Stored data
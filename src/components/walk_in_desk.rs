//! Walk-in Desk Component
//!
//! Dashboard card for patients registered at the front desk, with the
//! registration dialog and the walk-in list.

use chrono::{Local, Utc};
use gloo_timers::future::TimeoutFuture;
use leptos::prelude::*;
use leptos::task::spawn_local;

use crate::api;
use crate::components::{Notice, NoticeBanner, PersonFields, ADDRESS_FIELDS};
use crate::config::WALK_IN_CLOSE_DELAY_MS;
use crate::listing::{format_date_time, walk_in_patients, walk_ins_on};
use crate::models::{Patient, Person, PersonField, PersonForm};
use crate::store::{reload_patients, use_clinic_store, ClinicStateStoreFields};
use crate::validation::{walk_in_registration, FieldErrors};

const REQUIRED_FIELDS: &[PersonField] = &[
    PersonField::FirstName,
    PersonField::LastName,
    PersonField::Phone,
    PersonField::DateOfBirth,
];

const CONTACT_FIELDS: &[PersonField] = &[
    PersonField::Email,
    PersonField::EmergencyContactName,
    PersonField::EmergencyContactRelationship,
    PersonField::EmergencyContactPhone1,
];

#[derive(Debug, Clone, Copy, PartialEq, Eq)]
enum Dialog {
    Register,
    List,
}

#[component]
pub fn WalkInDesk() -> impl IntoView {
    let store = use_clinic_store();
    let dialog = RwSignal::new(None::<Dialog>);
    let form = RwSignal::new(PersonForm::default());
    let errors = RwSignal::new(FieldErrors::new());
    let (notice, set_notice) = signal::<Option<Notice>>(None);
    let (registering, set_registering) = signal(false);

    let today_count = Memo::new(move |_| walk_ins_on(&store.patients().read(), Local::now().date_naive()));
    let walk_ins = Memo::new(move |_| walk_in_patients(&store.patients().read()));

    let open_register = move || {
        form.set(PersonForm::default());
        errors.set(FieldErrors::new());
        set_notice.set(None);
        dialog.set(Some(Dialog::Register));
    };
    let close = move || dialog.set(None);

    let register = move |_| {
        let registration = match walk_in_registration(&form.get(), Utc::now()) {
            Ok(registration) => registration,
            Err(message) => {
                set_notice.set(Notice::error(message));
                return;
            }
        };
        set_registering.set(true);
        set_notice.set(None);
        spawn_local(async move {
            let result = api::register_walk_in(&registration).await;
            set_registering.set(false);
            match result {
                Ok(()) => {
                    log::info!("registered walk-in {}", registration.form.email);
                    set_notice.set(Notice::success(format!(
                        "Walk-in patient registered successfully! Temporary password: {}",
                        registration.temporary_password()
                    )));
                    reload_patients(store).await;
                    TimeoutFuture::new(WALK_IN_CLOSE_DELAY_MS).await;
                    if dialog.get_untracked() == Some(Dialog::Register) {
                        close();
                    }
                }
                Err(err) => set_notice.set(Notice::error(err.user_message("Failed to register walk-in patient"))),
            }
        });
    };

    view! {
        <div class="stat-card walkin-card">
            <h3>"Walk-in Patients"</h3>
            <div class="walkin-info">
                <div class="walkin-count">{move || format!("Today: {}", today_count.get())}</div>
                <div class="walkin-actions">
                    <button
                        class="view-walkin-btn"
                        title="View All Walk-in Patients"
                        on:click=move |_| dialog.set(Some(Dialog::List))
                    >
                        "View"
                    </button>
                    <button class="register-walkin-btn" title="Register Walk-in Patient" on:click=move |_| open_register()>
                        "+ Register"
                    </button>
                </div>
            </div>
        </div>

        <Show when=move || dialog.get() == Some(Dialog::List)>
            <div class="modal-overlay" on:click=move |_| close()>
                <div class="walkin-list-modal" on:click=|ev| ev.stop_propagation()>
                    <button class="modal-close" on:click=move |_| close()>"×"</button>
                    <div class="modal-header">
                        <h3>"Walk-in Patients"</h3>
                        <p>{move || format!("Total walk-in patients: {}", walk_ins.with(Vec::len))}</p>
                    </div>
                    <Show
                        when=move || walk_ins.with(|w| !w.is_empty())
                        fallback=move || view! {
                            <div class="no-walkins">
                                <p>"No walk-in patients found."</p>
                                <button class="register-walkin-btn" on:click=move |_| open_register()>
                                    "Register First Walk-in Patient"
                                </button>
                            </div>
                        }
                    >
                        <table class="walkin-table">
                            <thead>
                                <tr>
                                    <th>"Name"</th>
                                    <th>"Phone"</th>
                                    <th>"Email"</th>
                                    <th>"Registered On"</th>
                                </tr>
                            </thead>
                            <tbody>
                                <For each=move || walk_ins.get() key=|p: &Patient| p.patient_id let:patient>
                                    <tr>
                                        <td class="patient-name">{patient.full_name()}</td>
                                        <td>{patient.phone.clone().unwrap_or_default()}</td>
                                        <td class="patient-email">{patient.email.clone()}</td>
                                        <td>{patient.created_at.as_deref().map(format_date_time).unwrap_or_default()}</td>
                                    </tr>
                                </For>
                            </tbody>
                        </table>
                    </Show>
                    <div class="modal-actions">
                        <button class="action-btn close-btn" on:click=move |_| close()>"Close"</button>
                        <button class="action-btn register-btn" on:click=move |_| open_register()>
                            "Add New Walk-in Patient"
                        </button>
                    </div>
                </div>
            </div>
        </Show>

        <Show when=move || dialog.get() == Some(Dialog::Register)>
            <div class="modal-overlay" on:click=move |_| close()>
                <div class="walkin-modal" on:click=|ev| ev.stop_propagation()>
                    <button class="modal-close" on:click=move |_| close()>"×"</button>
                    <div class="modal-header">
                        <h3>"Register Walk-in Patient"</h3>
                        <p>"Register a new patient for walk-in consultation"</p>
                    </div>
                    <NoticeBanner notice=notice />
                    <div class="walkin-form">
                        <section class="form-section">
                            <h4>"Required"</h4>
                            <PersonFields fields=REQUIRED_FIELDS form=form errors=errors disabled=registering />
                        </section>
                        <section class="form-section">
                            <h4>"Contact (Optional)"</h4>
                            <PersonFields fields=CONTACT_FIELDS form=form errors=errors disabled=registering />
                        </section>
                        <section class="form-section">
                            <h4>"Address (Optional)"</h4>
                            <PersonFields fields=ADDRESS_FIELDS form=form errors=errors disabled=registering />
                        </section>
                    </div>
                    <div class="modal-actions">
                        <button class="action-btn cancel-btn" on:click=move |_| close()>"Cancel"</button>
                        <button class="action-btn register-btn" disabled=move || registering.get() on:click=register>
                            {move || if registering.get() { "Registering..." } else { "Register Patient" }}
                        </button>
                    </div>
                </div>
            </div>
        </Show>
    }
}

**Task to carry out**: Within the records above, tally the lines that contain "None". Give the total and nothing more.

**Solution for this problem**: 5